Structure and Fit: Disposable face masks usually consist of three to four layers of flat non-woven mats of fine fibres separated by one or two polypropylene barrier layers which act as filters capable of trapping material greater than 1 micron in diameter. 18,24,28 Masks are placed over the nose and mouth and secured by straps usually placed behind the head and neck. 21 No matter how well a mask conforms to the shape of a person’s face, it is not designed to create an air tight seal around the face. Masks will always fit fairly loosely with considerable gaps along the cheeks, around the bridge of the nose and along the bottom edge of the mask below the chin. 21 These gaps do not provide adequate protection as they permit the passage of air and aerosols when the wearer inhales. 11,17 It is important to appreciate that if masks contained filters capable of trapping viruses, the peripheral gaps around the masks would continue to permit the inhalation of unfiltered air and aerosols. 11
Filtering Capacity: The filters in masks do not act as sieves by trapping particles greater than a specific size while allowing smaller particles to pass through. 18 Instead the dynamics of aerosolized particles and their molecular attraction to filter fibres are such that at a certain range of sizes both large and small particles will penetrate through a face mask. 18 Accordingly, it should be no surprise that a study of eight brands of face masks found that they did not filter out 20-100% of particles varying in size from 0.1 to 4.0 microns. 21 Another investigation showed penetration ranges from 5-100% when masks were challenged with relatively large 1.0 micron particles. 29 A further study found that masks were incapable of filtering out 80-85% of particles varying in size from 0.3 to 2.0 microns. 30 A 2008 investigation identified the poor filtering performance of dental masks. 27 It should be concluded from these and similar studies that the filter material of face masks does not retain or filter out viruses or other submicron particles. 11,31 When this understanding is combined with the poor fit of masks, it is readily appreciated that neither the filter performance nor the facial fit characteristics of face masks qualify them as being devices which protect against respiratory infections. 27 Despite this determination the performance of masks against certain criteria has been used to justify their effectiveness.2 Accordingly, it is appropriate to review the limitations of these performance standards.
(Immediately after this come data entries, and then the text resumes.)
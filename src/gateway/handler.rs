//! Authorization handler: identify → evaluate → record → respond.

use std::sync::Arc;

use axum::{
    Json,
    body::Body,
    extract::State,
    http::{Request, StatusCode, header},
    response::{IntoResponse, Response},
};
use rustls::pki_types::CertificateDer;
use serde_json::json;
use tracing::{debug, error, info, warn};

use crate::audit::{AuditRecord, AuditWriter, MonotonicClock};
use crate::config::GatewayConfig;
use crate::mtls::{PeerCertificates, identity};
use crate::policy::{Decision, DecisionInput, OpaClient, PolicyDecider, decide};
use crate::Result;

/// Body of a denied response. The reason is never sent to the caller.
pub const DENIED_BODY: &str = "access denied";

/// Per-process authorization state, shared by every request.
pub struct AuthzHandler {
    decider: Arc<dyn PolicyDecider>,
    audit: Arc<AuditWriter>,
    clock: MonotonicClock,
    expected_identity: Option<String>,
}

impl AuthzHandler {
    /// Assemble a handler from its collaborators.
    #[must_use]
    pub fn new(
        decider: Arc<dyn PolicyDecider>,
        audit: Arc<AuditWriter>,
        expected_identity: Option<String>,
    ) -> Self {
        Self {
            decider,
            audit,
            clock: MonotonicClock::new(),
            expected_identity,
        }
    }

    /// Build the production handler: OPA client plus file audit writer.
    pub fn from_config(config: &GatewayConfig) -> Result<Self> {
        let decider = OpaClient::new(config.opa_url.clone(), config.opa_timeout)?;
        Ok(Self::new(
            Arc::new(decider),
            Arc::new(AuditWriter::new(config.audit_path.clone())),
            config.identity_expect.clone(),
        ))
    }

    /// Audit writer used by this handler.
    #[must_use]
    pub fn audit(&self) -> &AuditWriter {
        &self.audit
    }

    /// Decide one request and append its audit record.
    ///
    /// The record is written before this returns. Dropping the future
    /// part-way loses the record; [`AuthzHandler::authorize_detached`] is the
    /// cancellation-safe entry point.
    pub async fn authorize(
        &self,
        peer_certificates: Option<&[CertificateDer<'_>]>,
        method: &str,
        path: &str,
    ) -> Decision {
        let peer = identity::inspect(peer_certificates);
        let spiffe_id = peer.as_ref().and_then(|p| p.spiffe_id.clone());
        let attested = spiffe_id.is_some();
        let caller = spiffe_id.unwrap_or_default();
        let label = peer.as_ref().map_or("<none>", |p| p.display_name.as_str());
        if let Some(p) = &peer {
            debug!(
                cn = ?p.common_name,
                san_uris = ?p.san_uris,
                san_dns = ?p.san_dns_names,
                "Peer certificate"
            );
        }

        let outcome = self.decider.decide(&caller, attested).await;
        let decision = decide(&DecisionInput {
            identity: &caller,
            outcome: &outcome,
            expected_identity: self.expected_identity.as_deref(),
        });

        if decision.allowed {
            info!(caller = %caller, peer = %label, path = %path, "access granted to {label}");
        } else {
            warn!(
                caller = %caller,
                peer = %label,
                path = %path,
                reason = %decision.reason,
                "access denied to {label} (reason={})",
                decision.reason
            );
        }

        let record = AuditRecord::from_decision(
            self.clock.now(),
            caller,
            attested,
            decision.clone(),
            path,
            method,
        );
        self.audit.append(record).await;

        decision
    }

    /// Run [`AuthzHandler::authorize`] on its own task and wait for it.
    ///
    /// Once started, the decision and its audit record complete even if the
    /// caller stops waiting (for example because the connection closed).
    pub async fn authorize_detached(
        self: Arc<Self>,
        peer: Option<PeerCertificates>,
        method: String,
        path: String,
    ) -> Decision {
        let task = tokio::spawn(async move {
            self.authorize(peer.as_ref().and_then(PeerCertificates::chain), &method, &path)
                .await
        });
        match task.await {
            Ok(decision) => decision,
            Err(e) => {
                error!(error = %e, "Authorization task failed");
                Decision::deny(format!("internal error: {e}"))
            }
        }
    }
}

/// `GET /protected`
pub async fn protected_handler(
    State(handler): State<Arc<AuthzHandler>>,
    request: Request<Body>,
) -> Response {
    let (parts, _body) = request.into_parts();
    let decision = handler
        .authorize_detached(
            parts.extensions.get::<PeerCertificates>().cloned(),
            parts.method.to_string(),
            parts.uri.path().to_string(),
        )
        .await;

    if decision.allowed {
        (
            StatusCode::OK,
            Json(json!({"status": "ok", "message": "access granted"})),
        )
            .into_response()
    } else {
        (
            StatusCode::FORBIDDEN,
            [(header::CONTENT_TYPE, "text/plain; charset=utf-8")],
            DENIED_BODY,
        )
            .into_response()
    }
}

/// `GET /health`: liveness only, never touches the authorization path.
pub async fn health_handler() -> &'static str {
    "ok"
}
Performance Standards: Face masks are not subject to any regulations. 11 The USA Federal Food and Drug Administration (FDA) classifies face masks as Class II devices. To obtain the necessary approval to sell masks all that a manufacturer need do is satisfy the FDA that any new device is substantially the same as any mask currently available for sale. 21 As ironically noted by the Occupational Health and Safety Agency for Healthcare in BC, “There is no specific requirement to prove that the existing masks are effective and there is no standard test or set of data required supporting the assertion of equivalence. Nor does the FDA conduct or sponsor testing of surgical masks.” 21 Although the FDA recommends two filter efficiency tests; particulate filtration efficiency (PFE) and bacterial filtration efficiency (BFE) it does not stipulate a minimum level of filter performance for these tests. 27 The PFE test is a basis for comparing the efficiency of face masks when exposed to aerosol particle sizes between 0.1 and 5.0 microns. The test does not assess the effectiveness of a mask in preventing the ingress of potentially harmful particles nor can it be used to characterize the protective nature of a mask. 32 The BFE test is a measure of a mask’s ability to provide protection from large particles expelled by the wearer. It does not provide an assessment of a mask’s ability to protect the wearer. 17 Although these tests are conducted under the auspices of the American Society of Testing and Materials (ASTM) and often produce filtration efficiencies in the range of 95-98 %, they are not a measure of a masks ability to protect against respiratory pathogens. Failure to appreciate the limitations of these tests combined with a reliance on the high filtration efficiencies reported by the manufacturers has, according to Healthcare in BC, “created an environment in which health care workers think they are more protected than they actually are.” 21 For dental personnel the protection sought is mainly from treatment induced aerosols.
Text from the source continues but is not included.